DATASET START

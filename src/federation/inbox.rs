//! Inbound activity processing
//!
//! Every activity posted to a local inbox ends in an `InboxOutcome`. Refusals
//! that are normal federation traffic (unfollowed senders, cache policy,
//! blacklist) are `Dropped`; only faults the peer should hear about are
//! returned as errors.

use chrono::Utc;

use super::Federation;
use super::cache::CacheWrite;
use super::envelope::{Activity, Object};
use super::ident::actor_id_from_object_id;
use super::signature::verify_request;
use crate::data::{Actor, ObjectOrigin};
use crate::error::AppError;
use crate::metrics::INBOX_ACTIVITIES_TOTAL;

/// What happened to an inbound activity.
#[derive(Debug, Clone, Copy, PartialEq, Eq)]
pub enum InboxOutcome {
    /// A new post was mirrored
    Persisted,
    /// The post was already stored; redelivery is a no-op
    Duplicate,
    /// A follow, accept or delete changed local state
    Applied,
    Dropped(DropReason),
}

#[derive(Debug, Clone, Copy, PartialEq, Eq)]
pub enum DropReason {
    NotAddressedLocally,
    LocalSender,
    NotFollowing,
    CachePolicy,
    Blacklisted,
    SelfFollow,
    NotOwner,
    NoChange,
    Unsupported,
}

impl InboxOutcome {
    fn label(self) -> &'static str {
        match self {
            InboxOutcome::Persisted => "persisted",
            InboxOutcome::Duplicate => "duplicate",
            InboxOutcome::Applied => "applied",
            InboxOutcome::Dropped(reason) => match reason {
                DropReason::NotAddressedLocally => "not_addressed",
                DropReason::LocalSender => "local_sender",
                DropReason::NotFollowing => "not_following",
                DropReason::CachePolicy => "cache_policy",
                DropReason::Blacklisted => "blacklisted",
                DropReason::SelfFollow => "self_follow",
                DropReason::NotOwner => "not_owner",
                DropReason::NoChange => "no_change",
                DropReason::Unsupported => "unsupported",
            },
        }
    }
}

impl Federation {
    /// Resolve the claimed sender and check the request signature against it.
    ///
    /// # Errors
    /// `AppError::Authentication` when the actor cannot be resolved or the
    /// signature does not verify. Store faults propagate unchanged.
    pub async fn authenticate(
        &self,
        method: &str,
        path: &str,
        headers: &http::HeaderMap,
        body: &[u8],
        claimed_actor: &str,
    ) -> Result<Actor, AppError> {
        let actor = match self.resolver.resolve(claimed_actor).await {
            Ok(actor) => actor,
            Err(AppError::Persistence(e)) => return Err(AppError::Persistence(e)),
            Err(e) => {
                tracing::debug!(actor = %claimed_actor, error = %e, "Cannot resolve signer");
                return Err(AppError::Authentication);
            }
        };

        if actor.id != claimed_actor {
            tracing::debug!(actor = %claimed_actor, resolved = %actor.id, "Signer resolved to another actor");
            return Err(AppError::Authentication);
        }

        verify_request(method, path, headers, Some(body), &actor, self.replay_window)?;
        Ok(actor)
    }

    /// Apply an authenticated activity addressed to `local`.
    pub async fn process_activity(
        &self,
        local: &Actor,
        activity: Activity,
    ) -> Result<InboxOutcome, AppError> {
        let kind = activity.kind.clone();

        let result = match kind.as_str() {
            "Create" => self.process_create(local, activity).await,
            "Follow" => self.handle_follow(local, activity).await,
            "Accept" if is_follow_answer(&activity) => self.handle_accept(local, activity).await,
            "Reject" => {
                tracing::info!(
                    actor = %local.id,
                    remote = %activity.actor.id,
                    "Follow rejected by remote"
                );
                Ok(InboxOutcome::Applied)
            }
            "Delete" => self.handle_delete(activity).await,
            _ => Ok(InboxOutcome::Dropped(DropReason::Unsupported)),
        };

        let label = match &result {
            Ok(outcome) => outcome.label(),
            Err(e) => e.kind(),
        };
        INBOX_ACTIVITIES_TOTAL
            .with_label_values(&[kind.as_str(), label])
            .inc();

        result
    }

    async fn process_create(
        &self,
        local: &Actor,
        activity: Activity,
    ) -> Result<InboxOutcome, AppError> {
        if !self.resolver.is_local(&local.id).await? {
            return Ok(InboxOutcome::Dropped(DropReason::NotAddressedLocally));
        }
        let remote = activity.actor.id.clone();
        if self.resolver.is_local(&remote).await? {
            return Ok(InboxOutcome::Dropped(DropReason::LocalSender));
        }

        let mut object = activity.object;
        if object.id.is_empty() {
            return Err(AppError::Validation("Create carries no object id".to_string()));
        }
        if object.actor.is_empty() {
            object.actor = remote.clone();
        }

        if !self.store.is_following(&local.id, &remote).await? {
            tracing::debug!(actor = %local.id, remote = %remote, "Ignoring post from unfollowed actor");
            return Ok(InboxOutcome::Dropped(DropReason::NotFollowing));
        }

        self.backfill_context(local, &object).await?;

        let remote_copy = self.fetcher.get_collection(&object.id).await?;
        if remote_copy.members().is_empty() {
            return Err(AppError::Validation(format!(
                "object {} does not exist on its origin",
                object.id
            )));
        }

        if let Some(parent) = object.parent_id() {
            if self.store.is_locked(parent).await? {
                return Err(AppError::Validation("thread locked".to_string()));
            }
        }

        if !self.want_to_cache(local, &object).await? {
            tracing::debug!(actor = %local.id, post = %object.id, "Post outside cache policy");
            return Ok(InboxOutcome::Dropped(DropReason::CachePolicy));
        }

        if self.store.object_exists(&object.id).await? {
            return Ok(InboxOutcome::Duplicate);
        }

        match self.cache.write_cache(&object).await? {
            CacheWrite::Written => {}
            CacheWrite::Exists => return Ok(InboxOutcome::Duplicate),
            CacheWrite::Blacklisted => return Ok(InboxOutcome::Dropped(DropReason::Blacklisted)),
        }

        if let Err(e) = self.archiver.archive_posts(local).await {
            tracing::warn!(actor = %local.id, error = %e, "Archival rotation failed");
        }

        let notifier = self.notifier.clone();
        let board = local.clone();
        tokio::spawn(async move {
            notifier.post_received(&board, &object).await;
        });

        Ok(InboxOutcome::Persisted)
    }

    /// Fetch parents we do not have yet, but only from boards we follow.
    async fn backfill_context(&self, local: &Actor, object: &Object) -> Result<(), AppError> {
        for parent in &object.in_reply_to {
            if parent.id.is_empty() || self.store.object_exists(&parent.id).await? {
                continue;
            }

            let owner = actor_id_from_object_id(&parent.id);
            if !self.store.is_following(&local.id, &owner).await? {
                continue;
            }

            let thread = self
                .fetcher
                .get_collection(&parent.id)
                .await
                .map_err(|e| AppError::Validation(format!("cannot fetch {}: {e}", parent.id)))?;
            if thread.members().is_empty() {
                return Err(AppError::Validation(format!(
                    "context {} is unavailable",
                    parent.id
                )));
            }

            for post in thread.members() {
                self.cache.write_cache(post).await?;
            }
            tracing::debug!(actor = %local.id, parent = %parent.id, "Backfilled thread context");
        }
        Ok(())
    }

    /// Cache a remote post when `local` is among its author's followers, or
    /// when it is a reply and the thread root's author is followed by both
    /// the post's author and `local`.
    async fn want_to_cache(&self, local: &Actor, object: &Object) -> Result<bool, AppError> {
        let followers = self
            .fetcher
            .get_collection(&format!("{}/followers", object.actor))
            .await?
            .member_ids();
        if followers.iter().any(|id| *id == local.id) {
            return Ok(true);
        }

        let Some(root) = object.parent_id() else {
            return Ok(false);
        };
        let root_author = actor_id_from_object_id(root);
        if !self.store.is_following(&local.id, &root_author).await? {
            return Ok(false);
        }

        let following = self
            .fetcher
            .get_collection(&format!("{}/following", object.actor))
            .await?
            .member_ids();
        Ok(following.iter().any(|id| *id == root_author))
    }

    async fn handle_delete(&self, activity: Activity) -> Result<InboxOutcome, AppError> {
        let id = &activity.object.id;
        if id.is_empty() || actor_id_from_object_id(id) != activity.actor.id {
            return Ok(InboxOutcome::Dropped(DropReason::NotOwner));
        }

        match self.store.get_object(id).await? {
            Some(record) if record.origin == ObjectOrigin::Cache => {
                self.store.tombstone(id, Utc::now()).await?;
                tracing::info!(post = %id, actor = %activity.actor.id, "Remote post deleted");
                Ok(InboxOutcome::Applied)
            }
            _ => Ok(InboxOutcome::Dropped(DropReason::NoChange)),
        }
    }
}

fn is_follow_answer(activity: &Activity) -> bool {
    activity.object.kind == "Follow"
        || activity
            .object
            .object
            .as_ref()
            .is_some_and(|inner| inner.kind == "Follow")
}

DATASET END

WORK TO COMPLETE -
The expected answer is one number: how many lines above contain "only".

RESULT OF THE TASK -
2